In this study, we assumed the aortic wall to have a uniform thickness with isotropic hyperelastic behaviour, rather than considering it as an anisotropic fibre-reinforced material (Roy et al. 2014). The aortic wall should also have different material properties and wall thickness in the true lumen and false lumen side due to splitting of the wall layers. The influence of different material models and parameters for the aortic wall and intimal flap should be further investigated through a comprehensive sensitivity analysis. The motion of aortic root was neglected in the current simulation. Furthermore, blood flow and its interactions with the aortic wall and SG were not modelled directly, and a constant and uniform pressure loading was applied at the graft internal surface instead, which neglected the pulsatile nature of blood flow and haemodynamic changes after TEVAR. This might have contributed to the underestimation of LOA at the P1 end which is not covered by the graft, hence not subject to the same blood pressure acting on the graft internal surface. Therefore, future studies combining computational fluid dynamics with our FEM-based SG deployment simulation with anisotropic aortic wall will be performed. Finally, only one patient-specific case was included in this study to demonstrate the proof of concept, and multiple cases will be needed for a more rigours validation.

6 Conclusion

In this work, we introduced a virtual SG deployment workflow which can handle anatomical complexities encountered in type B aortic dissection. The feasibility of this new approach was demonstrated by simulating SG deployment in a complicated aortic dissection based on patient-specific information.

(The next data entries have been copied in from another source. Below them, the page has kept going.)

//! Structural and template fingerprints for invocation handles
//!
//! Both hashes are SHA-256 over the same ordered component list. They differ
//! only in how literals are written: the structural hash serializes the exact
//! value, the template hash writes a constant placeholder. Nested handles are
//! written as `LAZY(<their own hash>)`, never re-expanded, so a literal edit
//! deep in a tree changes structural hashes along the path to the root but
//! leaves every template hash untouched.

use std::collections::{BTreeMap, HashMap};

use serde_json::Value;
use sha2::{Digest, Sha256};

use crate::call::{Amount, Arg, CallId, CallKind, LazyCall};
use crate::error::{EngineError, Result};

const LITERAL_PLACEHOLDER: &str = "LIT";

/// The two fingerprints of one invocation
#[derive(Debug, Clone, PartialEq, Eq, Hash)]
pub struct NodeHashes {
    /// Literal-sensitive identity (the node id)
    pub structural: String,
    /// Literal-insensitive shape identity
    pub template: String,
}

/// Feeds both hashers in lockstep
struct Fingerprint<'a> {
    structural: Sha256,
    template: Sha256,
    deps: &'a HashMap<CallId, NodeHashes>,
}

impl<'a> Fingerprint<'a> {
    fn new(deps: &'a HashMap<CallId, NodeHashes>) -> Self {
        Self {
            structural: Sha256::new(),
            template: Sha256::new(),
            deps,
        }
    }

    fn write(hasher: &mut Sha256, component: &str) {
        hasher.update((component.len() as u64).to_le_bytes());
        hasher.update(component.as_bytes());
    }

    /// A component identical in both hashes
    fn tag(&mut self, component: &str) {
        Self::write(&mut self.structural, component);
        Self::write(&mut self.template, component);
    }

    fn literal(&mut self, value: &Value) {
        let mut canonical = String::new();
        write_canonical(value, &mut canonical);
        Self::write(&mut self.structural, &canonical);
        Self::write(&mut self.template, LITERAL_PLACEHOLDER);
    }

    fn lazy(&mut self, call: &LazyCall) -> Result<()> {
        let hashes = self.deps.get(&call.id()).ok_or_else(|| {
            EngineError::InvalidGraph(format!(
                "dependency {:?} was not hashed before its consumer",
                call
            ))
        })?;
        Self::write(&mut self.structural, &format!("LAZY({})", hashes.structural));
        Self::write(&mut self.template, &format!("LAZY({})", hashes.template));
        Ok(())
    }

    fn arg(&mut self, arg: &Arg) -> Result<()> {
        match arg {
            Arg::Literal(v) => self.literal(v),
            Arg::Unserializable(type_name) => {
                self.tag(&format!("UNSERIALIZABLE({})", type_name));
            }
            Arg::Opaque(o) => self.tag(&format!("UNSERIALIZABLE({})", o.type_name())),
            Arg::Call(c) => self.lazy(c)?,
            Arg::List(items) => {
                self.tag("[");
                for item in items {
                    self.arg(item)?;
                }
                self.tag("]");
            }
            Arg::Map(entries) => self.arg_map(entries)?,
            Arg::Router(router) => {
                self.tag("ROUTER(");
                self.lazy(&router.selector)?;
                for (key, call) in &router.routes {
                    self.tag(&format!("route:{}", key));
                    self.lazy(call)?;
                }
                if let Some(default) = &router.default {
                    self.tag("default");
                    self.lazy(default)?;
                }
                self.tag(")");
            }
            Arg::Inject(name) => self.tag(&format!("INJECT({})", name)),
        }
        Ok(())
    }

    fn arg_map(&mut self, entries: &BTreeMap<String, Arg>) -> Result<()> {
        self.tag("{");
        for (key, arg) in entries {
            self.tag(&format!("key:{}", key));
            self.arg(arg)?;
        }
        self.tag("}");
        Ok(())
    }

    fn finish(self) -> NodeHashes {
        NodeHashes {
            structural: format!("{:x}", self.structural.finalize()),
            template: format!("{:x}", self.template.finalize()),
        }
    }
}

/// Hash an invocation whose dependencies are already hashed in `deps`
pub fn hash_call(call: &LazyCall, deps: &HashMap<CallId, NodeHashes>) -> Result<NodeHashes> {
    let mut fp = Fingerprint::new(deps);

    match call.kind() {
        CallKind::Task { task, args, kwargs } => {
            fp.tag("kind:task");
            fp.tag(&format!("task:{}", task.name()));
            fp.tag("args[");
            for arg in args {
                fp.arg(arg)?;
            }
            fp.tag("]");
            fp.tag("kwargs");
            fp.arg_map(kwargs)?;
        }
        CallKind::Map {
            task,
            mapped,
            fixed,
        } => {
            fp.tag("kind:map");
            fp.tag(&format!("task:{}", task.name()));
            fp.tag("mapped");
            fp.arg_map(mapped)?;
            fp.tag("fixed");
            fp.arg_map(fixed)?;
        }
        CallKind::Parameter { name, default } => {
            fp.tag("kind:param");
            fp.tag(&format!("param:{}", name));
            match default {
                Some(v) => fp.literal(v),
                None => fp.tag("nodefault"),
            }
        }
    }

    let policy = call.policy();
    fp.tag(&match &policy.retry {
        Some(r) => r.summary(),
        None => "retry:-".to_string(),
    });
    fp.tag(&match &policy.cache {
        Some(c) => format!("cache:{}", c.name()),
        None => "cache:-".to_string(),
    });
    // Static amounts are literals: exact in the structural hash, placeholder in the template.
    for (name, amount) in &policy.resources {
        fp.tag(&format!("res:{}", name));
        match amount {
            Amount::Static(n) => fp.literal(&Value::from(*n)),
            Amount::Dynamic(c) => fp.lazy(c)?,
        }
    }
    if let Some(c) = &policy.condition {
        fp.tag("cond");
        fp.lazy(c)?;
    }
    if !policy.after.is_empty() {
        fp.tag("after[");
        for c in &policy.after {
            fp.lazy(c)?;
        }
        fp.tag("]");
    }
    if let Some(c) = &policy.jump {
        fp.tag("jump");
        fp.lazy(c)?;
    }

    Ok(fp.finish())
}

/// Hex SHA-256 of a value's canonical JSON form
pub fn hash_value(value: &Value) -> String {
    let mut canonical = String::new();
    write_canonical(value, &mut canonical);
    format!("{:x}", Sha256::digest(canonical.as_bytes()))
}

/// JSON text with object keys sorted, independent of map ordering features
fn write_canonical(value: &Value, out: &mut String) {
    match value {
        Value::Array(items) => {
            out.push('[');
            for (i, item) in items.iter().enumerate() {
                if i > 0 {
                    out.push(',');
                }
                write_canonical(item, out);
            }
            out.push(']');
        }
        Value::Object(map) => {
            let mut keys: Vec<&String> = map.keys().collect();
            keys.sort();
            out.push('{');
            for (i, key) in keys.into_iter().enumerate() {
                if i > 0 {
                    out.push(',');
                }
                out.push_str(&Value::String(key.clone()).to_string());
                out.push(':');
                write_canonical(&map[key], out);
            }
            out.push('}');
        }
        scalar => out.push_str(&scalar.to_string()),
    }
}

Simulation results were compared with the post-TEVAR CT scan to assess differences in LOA and SG positioning, and a good overall agreement was achieved with model C which included both pre-stress of the aortic wall and SG internal pressure. Simulation models without applying pre-stress conditions of the aortic wall or SG internal pressure were proved to be less accurate, confirming the need to include both effects for patient-specific simulation of SG deployment in type B aortic dissection. It is hoped that the simulation model presented here can also help to understand the role of biomechanical factors in post-TEVAR complications in the future.